È proprio questo il punto: la settimana è l’unità di misura della modernità. Se pure ha una storia millenaria, la sua scansione non era mai stata così tassativa e precisa come negli ultimi 200 anni. In Cina e in Nigeria, non esisteva nemmeno. In Occidente era spesso ignorata: per i protestanti si trattava di una serie di giorni che precedevano il sabato, per i cattolici di un modo come un altro per suddividere il tempo tra feste e momenti di digiuno (come i minuti: chi si metterebbe mai a distinguerli uno dall’altro?). Con l’arrivo dell’urbanizzazione e dell’industralizzazione aumenta la necessità di una suddivisione temporale precisa e condivisa, la settimana acquista un nuovo valore.
È nel XIX secolo che i giorni assumono la propria personalità: scandiscono cosa si può fare e cosa no (ma per assorbirlo è servito molto tempo: nel 1866, il Louisville Courier racconta la storia di un uomo che si era ubriacato di venerdì perché pensava che fosse domenica) e riflettono il ciclo del lavoro e del tempo libero. Gli effetti sono profondi, anche a livello psicologico: «Se pensi che sia martedì e invece è mercoledì, ti senti disorientato in un modo che non ti capita se pensi che sia il 26 e invece è il 27», spiega l’autore in questa intervista all’Atlantic.
La settimana, che pure oggi appare come una dimensione normale e incontestabile, è stata spesso sottoposta a tentativi di cancellazione e di riforma. Più volte si è cercato di «domarla», spiega Henkin, o per motivi ideologici (durante la Rivoluzione francese e in quella comunista) o perché le sue irregolarità da un anno all’altro disturbavano il ciclo degli affari. «Era il periodo in cui venne stabilita la linea del cambiamento di data e le zone dei fusi orari. Si è riusciti anche a imporre il tempo di Greenwich. Ma sulla settimana non c’è stato nessun cambiamento».
L’idea era di fissare i giorni della settimana una volta per tutte – ad esempio stabilendo che il 16 novembre fosse sempre mercoledì – e lasciando vuoti quelli che rimanevano fuori dal calendario, una sorta di periodo-cuscinetto tra un anno e l’alto. La proposta, nonostante fosse appoggiata da più parti, non ha attecchito, soprattutto per motivi religiosi.
In barba ai riformatori, i sette giorni hanno conosciuto una rapida globalizzazione, accompagnando la modernità e i suoi ritmi in tutte le latitudini del globo. In Giappone, per esempio, è stata adottata soltanto nel 1873. Ha avuto fortuna, è sopravvissuta e si è imposta ovunque, vero simbolo della vita moderna.

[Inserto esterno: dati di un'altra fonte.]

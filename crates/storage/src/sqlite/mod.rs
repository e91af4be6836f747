use std::time::Duration;

use async_trait::async_trait;
use sqlx::{SqlitePool, sqlite::SqlitePoolOptions};
use thiserror::Error;

use crate::repository::{StorageBackend, StorageError, StudentRecord};

/// Storage slot for the serialized roster snapshot.
const ROSTER_KEY: &str = "classtrack.roster";

/// Key/value store over a local `SQLite` file.
///
/// Holds the whole roster as one JSON value under a fixed key. This is the
/// local stand-in for a host-provided store when none is injected.
#[derive(Clone)]
pub struct LocalKeyValueBackend {
    pool: SqlitePool,
}

#[derive(Debug, Error)]
#[non_exhaustive]
pub enum SqliteInitError {
    #[error(transparent)]
    Sqlx(#[from] sqlx::Error),
}

impl LocalKeyValueBackend {
    /// Connect to `SQLite` using the given URL.
    ///
    /// The pool is capped at one connection: the engine has a single writer,
    /// and overlapping detached saves serialize at the pool.
    ///
    /// # Errors
    ///
    /// Returns `SqliteInitError` if the connection cannot be established.
    pub async fn connect(database_url: &str) -> Result<Self, SqliteInitError> {
        let pool = SqlitePoolOptions::new()
            .max_connections(1)
            .acquire_timeout(Duration::from_secs(5))
            .after_connect(|conn, _meta| {
                Box::pin(async move {
                    sqlx::query("PRAGMA journal_mode = WAL;")
                        .execute(&mut *conn)
                        .await?;
                    sqlx::query("PRAGMA busy_timeout = 5000;")
                        .execute(&mut *conn)
                        .await?;
                    Ok(())
                })
            })
            .connect(database_url)
            .await?;
        Ok(Self { pool })
    }

    #[must_use]
    pub fn pool(&self) -> &SqlitePool {
        &self.pool
    }

    /// Create the key/value table if it does not exist.
    ///
    /// # Errors
    ///
    /// Returns `SqliteInitError` if the migration query fails.
    pub async fn migrate(&self) -> Result<(), SqliteInitError> {
        sqlx::query(
            r"
            CREATE TABLE IF NOT EXISTS kv_store (
                key TEXT PRIMARY KEY,
                value TEXT NOT NULL
            );
            ",
        )
        .execute(&self.pool)
        .await?;
        Ok(())
    }

    /// Connect and migrate in one step.
    ///
    /// # Errors
    ///
    /// Returns `SqliteInitError` if connection or migration fails.
    pub async fn open(database_url: &str) -> Result<Self, SqliteInitError> {
        let backend = Self::connect(database_url).await?;
        backend.migrate().await?;
        Ok(backend)
    }
}

#[async_trait]
impl StorageBackend for LocalKeyValueBackend {
    async fn save_roster(&self, roster: &[StudentRecord]) -> Result<(), StorageError> {
        let json = serde_json::to_string(roster)
            .map_err(|e| StorageError::Serialization(e.to_string()))?;
        sqlx::query(
            r"
            INSERT INTO kv_store (key, value) VALUES (?1, ?2)
            ON CONFLICT(key) DO UPDATE SET value = excluded.value
            ",
        )
        .bind(ROSTER_KEY)
        .bind(json)
        .execute(&self.pool)
        .await
        .map_err(|e| StorageError::Connection(e.to_string()))?;
        Ok(())
    }

    async fn load_roster(&self) -> Result<Option<Vec<StudentRecord>>, StorageError> {
        let row: Option<(String,)> = sqlx::query_as("SELECT value FROM kv_store WHERE key = ?1")
            .bind(ROSTER_KEY)
            .fetch_optional(&self.pool)
            .await
            .map_err(|e| StorageError::Connection(e.to_string()))?;

        match row {
            Some((value,)) => {
                let records = serde_json::from_str(&value)
                    .map_err(|e| StorageError::Serialization(e.to_string()))?;
                Ok(Some(records))
            }
            None => Ok(None),
        }
    }
}

#[cfg(test)]
mod tests {
    use super::*;

    #[test]
    fn backend_is_send_sync() {
        fn assert_send_sync<T: Send + Sync>() {}
        assert_send_sync::<LocalKeyValueBackend>();
    }
}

E proprio per questo è entrata in crisi, soprattutto sul piano psicologico, con la pandemia: la sospensione delle attività lavorative, la cancellazione delle abitudini personali e lo stop agli eventi sociali ha tolto senso a una scansione generale delle giornate. Il tempo è stato privato del suo contenuto, la sua misurazione non aveva più senso, mostrando per quel periodo il segreto della sua natura artificiale.